La mayor parte de sus programas académicos cuenta con evaluaciones positivas o están acreditados, y poseen vigorosos sistemas de posgrado. Otro tanto puede decirse de las universidades estatales mencionadas. Si, como los datos indican, se trata de las mejores universidades públicas del país, y en consecuencia las instituciones de educación superior de mayor peso académico en la escala nacional ¿por qué extraña que los estudiantes aspiren a ingresar a ellas antes que a cualquier otra opción? Al contrario, la decisión más racional es precisamente la de buscar acceder a las mismas aún frente a las dificultades que imponen las condiciones de competencia. Si al tema de la calidad académica sumamos el hecho de que son instituciones de muy bajo costo, alto prestigio y notables instalaciones y recursos, lo extraño sería que fueran poco demandadas. En todo el mundo los estudiantes buscan acceder a las mejores universidades en su entorno inmediato y aún fuera del mismo. Y en todo el mundo este fenómeno se traduce en problemas de ajuste entre oferta y demanda. No es nada nuevo. Con todo, las mejores prácticas gubernamentales no son las de echar culpas a las expectativas de los estudiantes de la saturación, sino las de emprender un camino hacia la ampliación de la oferta de educación superior pública de muy buena calidad.
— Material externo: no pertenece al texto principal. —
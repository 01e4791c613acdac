// ===============================
// src/config.rs
// ===============================
/*
=============================================================================
Project : fix_quote_bot — FIX quote-request responder in Rust
Module  : config.rs
Version : 0.1.0
Author  : fix_quote_bot contributors
License : MIT

Summary : Command-line flags plus env-driven session, pricing, metrics and
          recorder settings. Malformed values are reported, never defaulted.
=============================================================================
*/
use std::env;
use std::path::PathBuf;
use std::str::FromStr;

use clap::Parser;
use rust_decimal::Decimal;
use thiserror::Error;

#[derive(Parser, Debug, Clone, Default)]
#[command(name = "fix_quote_bot", about = "FIX QuoteRequest responder")]
pub struct Cli {
    /// Load variables from this file instead of ./.env
    #[arg(long)]
    pub env_file: Option<PathBuf>,

    /// tracing filter, e.g. "info" or "fix_quote_bot=debug" (default: RUST_LOG or info)
    #[arg(long)]
    pub log_filter: Option<String>,
}

#[derive(Debug, Error)]
pub enum ConfigError {
    #[error("cannot read env file {path}: {source}")]
    EnvFile { path: PathBuf, source: dotenvy::Error },
    #[error("{key}={value:?} is not a valid {expected}")]
    Invalid { key: &'static str, value: String, expected: &'static str },
}

#[derive(Clone, Debug)]
pub struct Args {
    // session identity
    pub begin_string: String,
    pub sender_comp_id: String,
    pub target_comp_ids: Vec<String>, // satu mock session per target

    // files/metrics
    pub record_file: Option<String>,
    pub metrics_port: u16,

    // mock counterparty pacing
    pub mock_interval_ms: u64,
}

#[derive(Clone, Debug)]
pub struct Pricing {
    pub min_size: Decimal,
    pub bid_px: Decimal,
    pub offer_px: Decimal,
}

fn parse_or<T: FromStr>(key: &'static str, default: T, expected: &'static str) -> Result<T, ConfigError> {
    match env::var(key) {
        Ok(v) if !v.trim().is_empty() => v.trim().parse::<T>().map_err(|_| ConfigError::Invalid {
            key,
            value: v,
            expected,
        }),
        _ => Ok(default),
    }
}

pub fn load(cli: &Cli) -> Result<(Args, Pricing), ConfigError> {
    // Pastikan .env dibaca; file eksplisit wajib ada, ./.env opsional
    match &cli.env_file {
        Some(path) => {
            dotenvy::from_path(path)
                .map_err(|source| ConfigError::EnvFile { path: path.clone(), source })?;
        }
        None => {
            let _ = dotenvy::dotenv();
        }
    }

    // ===== Session =====
    let begin_string = env::var("BEGIN_STRING").unwrap_or_else(|_| "FIX.4.4".to_string());
    let sender_comp_id = env::var("SENDER_COMP_ID").unwrap_or_else(|_| "QUOTER".to_string());

    // TARGET_COMP_IDS=CLIENT1,CLIENT2
    let target_comp_ids: Vec<String> = env::var("TARGET_COMP_IDS")
        .ok()
        .map(|s| {
            s.split(',')
                .map(|x| x.trim())
                .filter(|x| !x.is_empty())
                .map(|x| x.to_string())
                .collect()
        })
        .filter(|v: &Vec<String>| !v.is_empty())
        .unwrap_or_else(|| vec!["CLIENT1".to_string()]);

    let record_file = env::var("RECORD_FILE").ok().filter(|s| !s.trim().is_empty());
    let metrics_port = parse_or("METRICS_PORT", 9898u16, "port")?;
    let mock_interval_ms = parse_or("MOCK_INTERVAL_MS", 500u64, "interval in ms")?;

    let args = Args {
        begin_string,
        sender_comp_id,
        target_comp_ids,
        record_file,
        metrics_port,
        mock_interval_ms,
    };

    // ===== Pricing =====
    let min_size = parse_or("QUOTE_MIN_SIZE", Decimal::new(1000, 0), "decimal")?;
    let bid_px = parse_or("QUOTE_BID_PX", Decimal::new(10025, 2), "decimal")?;
    let offer_px = parse_or("QUOTE_OFFER_PX", Decimal::ZERO, "decimal")?;

    Ok((args, Pricing { min_size, bid_px, offer_px }))
}
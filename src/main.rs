// ===============================
// src/main.rs
// ===============================
/*
 # jalankan dengan 2 mock counterparty, quote jika size > 1000
 TARGET_COMP_IDS=CLIENT1,CLIENT2 RECORD_FILE=logs/messages.jsonl cargo run -- --log-filter info

 # hasil keputusan per outcome
 curl -s localhost:9898/metrics | grep '^quote_outcomes_total'
*/
/*
=============================================================================
Project : fix_quote_bot — FIX quote-request responder in Rust
Module  : main.rs
Version : 0.1.0
Author  : fix_quote_bot contributors
License : MIT

Summary : Receives application messages from FIX sessions, classifies them,
          prices QuoteRequests through a pluggable policy, answers with
          Quote messages, exposes Prometheus metrics, and records JSONL
          message logs.

=============================================================================
*/
use std::sync::Arc;

use clap::Parser;
use rust_decimal::prelude::ToPrimitive;
use tokio::{
    sync::{mpsc, watch},
    time::{timeout, Duration},
};
use tracing::{error, info, info_span, warn};
use tracing_subscriber::EnvFilter;

use fix_quote_bot::{
    app::Application,
    config,
    counterparty,
    domain::SessionHandle,
    handler::{MessageDispatcher, QuoteRequestHandler},
    metrics,
    policy::SizeThresholdPolicy,
    recorder::{self, Event},
    session::{SessionEvent, SessionObserver},
};

#[tokio::main]
async fn main() {
    let cli = config::Cli::parse();

    // ---- Logging ----
    let filter = match &cli.log_filter {
        Some(f) => EnvFilter::new(f),
        None => EnvFilter::try_from_default_env().unwrap_or_else(|_| EnvFilter::new("info")),
    };
    tracing_subscriber::fmt().with_env_filter(filter).init();

    // ---- Load config & pricing ----
    let (args, pricing) = match config::load(&cli) {
        Ok(c) => c,
        Err(e) => {
            error!(%e, "configuration error");
            std::process::exit(2);
        }
    };

    info!(
        begin_string = %args.begin_string,
        sender = %args.sender_comp_id,
        targets = ?args.target_comp_ids,
        min_size = %pricing.min_size,
        bid_px = %pricing.bid_px,
        offer_px = %pricing.offer_px,
        record_file = ?args.record_file,
        "startup config"
    );

    // ---- Metrics ----
    let (stop_tx, stop_rx) = watch::channel(false);
    metrics::init();
    let metrics_task = match std::net::TcpListener::bind(("0.0.0.0", args.metrics_port)) {
        Ok(listener) => Some(tokio::spawn(metrics::serve_metrics(listener, stop_rx.clone()))),
        Err(e) => {
            error!(?e, port = args.metrics_port, "metrics bind failed, metrics disabled");
            None
        }
    };
    metrics::CONFIG_QUOTE_MIN_SIZE.set(pricing.min_size.to_f64().unwrap_or(0.0));
    metrics::CONFIG_QUOTE_BID_PX.set(pricing.bid_px.to_f64().unwrap_or(0.0));

    // ---- Recorder (optional) ----
    let mut recorder_task = None;
    let rec_tx = args.record_file.clone().map(|path| {
        let (tx, rx) = mpsc::channel::<Event>(8192);
        recorder_task = Some(tokio::spawn(recorder::run(rx, path)));
        tx
    });

    // ---- Core: policy -> handler -> dispatcher ----
    let policy = Arc::new(SizeThresholdPolicy::new(pricing.min_size, pricing.bid_px));
    let quotes = QuoteRequestHandler::new(policy, pricing.offer_px, info_span!("quote_request"));
    let dispatcher = MessageDispatcher::new(quotes, info_span!("dispatch"));
    let app = Application::new(dispatcher, SessionObserver::new(info_span!("session")), rec_tx);

    // ---- Session engine stand-in: one mock counterparty per target ----
    let (ev_tx, ev_rx) = mpsc::channel::<SessionEvent>(4096);
    let mut sessions = Vec::new();
    for target in &args.target_comp_ids {
        let handle = SessionHandle::new(&args.begin_string, &args.sender_comp_id, target);
        sessions.push(tokio::spawn(counterparty::run_mock(
            handle,
            ev_tx.clone(),
            args.mock_interval_ms,
            stop_rx.clone(),
        )));
    }
    drop(ev_tx);

    // ---- Serve until Ctrl-C ----
    // serve loop selesai sendiri setelah semua session logout (channel tertutup);
    // hard_stop hanya dipakai kalau logout macet
    let (hard_stop_tx, hard_stop_rx) = watch::channel(false);
    let serve = tokio::spawn(app.run(ev_rx, hard_stop_rx));
    info!("quote service started, Ctrl-C to stop");
    if let Err(e) = tokio::signal::ctrl_c().await {
        error!(?e, "ctrl_c listener failed, shutting down");
    }

    let _ = stop_tx.send(true);
    let logout = async {
        for s in sessions {
            let _ = s.await;
        }
    };
    if timeout(Duration::from_secs(5), logout).await.is_err() {
        warn!("sessions did not log out in time, forcing serve loop down");
        let _ = hard_stop_tx.send(true);
    }
    if let Err(e) = serve.await {
        error!(?e, "serve loop panicked");
    }
    // serve loop sudah drop rec_tx -> recorder flush lalu berhenti
    if let Some(task) = recorder_task {
        let _ = task.await;
    }
    if let Some(task) = metrics_task {
        match task.await {
            Ok(Err(e)) => error!(?e, "metrics server error"),
            Err(e) => error!(?e, "metrics server panicked"),
            Ok(Ok(())) => {}
        }
    }
    info!("quote service stopped");
}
Así se hizo en México en los años setenta con, por ejemplo, la creación de la Universidad Autónoma Metropolitana, una universidad que nació grande en todos los aspectos, incluso el académico. El día en que las autoridades de gobierno se decidan a crear nuevas universidades públicas autónomas, con alto nivel académico, con profesores del mejor perfil posible, con recursos para investigación y desarrollo, en fin con las condiciones que hoy exhiben las universidades líderes del país, entonces se verán cambiar las cosas. Si, en cambio, siguen multiplicando las instituciones tecnológicas que han hecho proliferar en los últimos veinticinco años, nada nuevo va a ocurrir. Así de simple. ¿Sobraría una nueva universidad pública de alto rango académico en el DF? ¿Sería redundante en Guadalajara, Monterrey, Puebla o Tijuana? ¿Valdría la pena invertir esfuerzos para establecer nuevos polos de desarrollo universitario en las distintas regiones del país?
Quizás valdría la pena reflexionarlo, darle una oportunidad a la racionalidad de los estudiantes y hacer un paréntesis en la obcecación gubernamental en pro de la oferta tecnológica. Ya son muchos años de lo mismo, hay que cambiar. El autor es investigador del Instituto de Investigaciones Sociales de la UNAM.